1. Institutionnalisation de la prévention et de la lutte contre les LGBT-phobies

1a. Malgré l’article 15.2 de la Constitution genevoise, il n’existe aujourd’hui aucune base légale concernant la prévention et la lutte contre les violences, les stéréotypes et les discriminations basées sur l’orientation sexuelle et l’identité de genre. Êtes-vous en faveur d’une loi cantonale visant à prévenir et lutter contre les violences, les stéréotypes et les discriminations basées sur l’orientation sexuelle et/ou l’identité de genre?
Oui : « A l'instar du projet au niveau fédéral le canton devrait combattre ces discriminations au même titre que le racisme. La norme pénale antiraciste devrait être complétée en y ajoutant l'orientation sexuelle et l'identité du genre.  »
1b. Êtes-vous en faveur d’un plan d’actions cantonal visant à prévenir et lutter contre les violences, les préjugés et les discriminations basées sur l’orientation sexuelle et/ou l’identité de genre?
Oui : « Sans activités concrètes une norme reste souvent lettre morte. Donc oui il faut impérativement un plan d'action.  »
1c. Le BPEV inclut un poste de chargé.e de projets LGBTIQ à 20 %. Êtes-vous en faveur de l’extension de ce poste à un plein temps, temps de travail qui reflèterait mieux les besoins du poste, notamment liés à l’application du Regal?
Oui : « Pas de problèmes d'une augmentation du taux d'activité du poste de chargé-e de projets LGBTIQ, si il y a un besoin. Difficile pour un-e candidat-e de l'évaluer. Ceci étant un 20% pour tout le canton me semble quand même très, très peu.  »
  1d.

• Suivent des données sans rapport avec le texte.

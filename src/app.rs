/*
 * Responsibility
 * - Config -> dependencies (DB pool, account lookup, codec, gates) -> Router
 * - Apply cross-cutting middleware (CORS, access log, request id, limits)
 * - axum::serve() until Ctrl-C
 */
use std::{panic, sync::Arc, time::Duration};

use anyhow::{Context, Result};
use axum::{Router, routing::get};
use sqlx::postgres::PgPoolOptions;
use tracing_subscriber::{layer::SubscriberExt, util::SubscriberInitExt};

use crate::api;
use crate::config::Config;
use crate::middleware::{cors, http};
use crate::services::accounts::{AccountLookup, PgAccounts};
use crate::services::auth::{SystemClock, build_state};
use crate::state::AppState;

fn init_tracing() {
    // RUST_LOG wins when set, e.g.
    // RUST_LOG=info,fx_gate=debug,tower_http=debug cargo run
    let filter = tracing_subscriber::EnvFilter::try_from_default_env()
        .unwrap_or_else(|_| tracing_subscriber::EnvFilter::new("info,tower_http=info"));

    tracing_subscriber::registry()
        .with(filter)
        .with(tracing_subscriber::fmt::layer())
        .init();
}

fn init_panic_hook() {
    let default_hook = panic::take_hook();

    panic::set_hook(Box::new(move |info| {
        // stderr may be hidden depending on how the process is launched.
        tracing::error!(?info, "panic");
        default_hook(info);
    }));
}

pub async fn run() -> Result<()> {
    init_tracing();
    init_panic_hook();

    let config = Config::from_env()?;
    tracing::info!(?config, "starting fx-gate");

    let db = PgPoolOptions::new()
        .max_connections(10)
        .acquire_timeout(Duration::from_secs(5))
        .connect(&config.database_url)
        .await
        .context("failed to connect to DATABASE_URL")?;
    let accounts: Arc<dyn AccountLookup> = Arc::new(PgAccounts::new(db));

    let state = build_state(&config, Arc::new(SystemClock), accounts)?;
    let app = build_router(state, &config);

    let listener = tokio::net::TcpListener::bind(config.addr).await?;
    tracing::info!("listening on {}", config.addr);

    axum::serve(listener, app)
        .with_graceful_shutdown(async {
            if let Err(err) = tokio::signal::ctrl_c().await {
                tracing::error!(error = %err, "failed to listen for shutdown signal");
            }
            tracing::info!("shutting down");
        })
        .await?;

    Ok(())
}

pub fn build_router(state: AppState, config: &Config) -> Router {
    async fn health() -> &'static str {
        "ok"
    }

    let router = Router::new()
        .route("/health", get(health))
        .nest("/api/v1", api::v1::routes(state.clone()))
        .with_state(state);

    let router = cors::apply(router, config);
    http::apply(router)
}
use axum::extract::FromRequestParts;
use axum::http::request::Parts;

use super::VerifiedIdentity;
use crate::middleware::auth::AuthError;
use crate::middleware::auth::error::AUTHORIZATION_REQUIRED;

/// Handler-side access to the identity a gate attached.
///
/// Assumes a gate already inserted `VerifiedIdentity` into the request
/// extensions; if none is there the route was mounted without a gate and the
/// request is refused with the usual 401 `{"error": ...}` body.
pub struct Identity(pub VerifiedIdentity);

impl<S> FromRequestParts<S> for Identity
where
    S: Send + Sync,
{
    type Rejection = AuthError;

    async fn from_request_parts(parts: &mut Parts, _state: &S) -> Result<Self, Self::Rejection> {
        parts
            .extensions
            .get::<VerifiedIdentity>()
            .cloned()
            .map(Identity)
            .ok_or(AuthError::MissingCredential(AUTHORIZATION_REQUIRED))
    }
}

#[cfg(test)]
mod tests {
    use axum::http::{Request, StatusCode};
    use axum::response::IntoResponse;

    use super::*;

    #[tokio::test]
    async fn attached_identity_is_returned() {
        let (mut parts, ()) = Request::new(()).into_parts();
        parts.extensions.insert(VerifiedIdentity::user("u1"));

        let Identity(identity) = Identity::from_request_parts(&mut parts, &())
            .await
            .unwrap();
        assert_eq!(identity, VerifiedIdentity::user("u1"));
    }

    #[tokio::test]
    async fn ungated_route_is_refused_with_error_body() {
        let (mut parts, ()) = Request::new(()).into_parts();

        let rejection = match Identity::from_request_parts(&mut parts, &()).await {
            Ok(_) => panic!("identity without a gate"),
            Err(rejection) => rejection,
        };
        assert_eq!(rejection, AuthError::MissingCredential("header required"));
        assert_eq!(rejection.into_response().status(), StatusCode::UNAUTHORIZED);
    }
}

Êtes-vous en faveur du renforcement de la prévention et de la lutte contre les discriminations, les violences et les préjugés, intégrant les discriminations basées sur l’orientation sexuelle ou l’identité de genre?
Oui : « Absolument! Cette situation n'est pas acceptable dans un pays riche et "développé" comme la Suisse.  »
  1e. Êtes-vous en faveur d’une intégration des spécificités et vulnérabilités liées à la santé des femmes lesbiennes et bisexuelles dans les campagnes cantonales de prévention de santé?
Oui : « Je me sens un peu mal à l'aise quand on parle d'une "prévention ciblée et active auprès des femmes lesbiennes et bisexuelles", car je trouve que les hommes homosexuels et bisexuels doivent en faire partie aussi. Quand j'écoute les jeunes dans la cours d'école, il utilise souvent "pédé" pour dénigrer un autre garçon qui ne rentre pas dans les schémas préétablis au sein de notre société (virilité). J'ai l'impression, peut-être tout à fait fausse, je le reconnais, que les femmes lesbiennes et bisexuelles sont moins "visibles" . Study: "This paper discusses the basis for differences among heterosexuals in their reactions to gay people, with special emphasis on the issue of gender differences. Three studies conducted with students at six different universities revealed a consistent tendency for heterosexual males to express more hostile attitudes than heterosexual females, especially toward gay men. The same social psychological variables appear to underlie both males’ and females’ attitudes toward both gay men and lesbians: religiosity, adherence to traditional ideologies of family and gender, perception of friends’ agreement with one's own attitudes, and past interactions with lesbians and gay men. The role of these variables in shaping attitudes is discussed and areas for future research are proposed. Construction and validation of the Attitudes Toward Lesbians and Gay Men (ATLG) scale are also described". (http://www.tandfonline.com/author/Herek%2C+Gregory+M) »

2. Milieux professionnels

Les conclusions de l’étude «Être LGBT au travail» menée par l’Institut des Études Genre et la Fédération genevoise des associations LGBT montrent que les violences, les discriminations et les stéréotypes LGBT-phobes sont encore bien trop présents dans les milieux professionnels suisses, avec des conséquences négatives sur la santé des employé.e.s, sur l’égalité des chances et sur le climat de travail. Le Règlement pour l’égalité et la prévention des discriminations en raison du sexe, de l’orientation sexuelle et de l’identité de genre (REgal) prévoit des mesures pour prévenir et lutter contre les discriminations, les violences et les préjugés en raison du sexe, de l’orientation sexuelle et de l’identité de genre au sein de l’administration cantonale. Êtes-vous favorable à ce que l’État encourage les milieux professionnels privés et publics, notamment via l’OCIRT, à mettre en place des mesures dans leurs politiques internes visant à prévenir et à lutter contre les discriminations LGBT-phobes en contexte professionnel?
Oui : « A nouveau les mesures seules ne seront pas assez efficaces, si il n'y a pas une véritable culture du changement.  »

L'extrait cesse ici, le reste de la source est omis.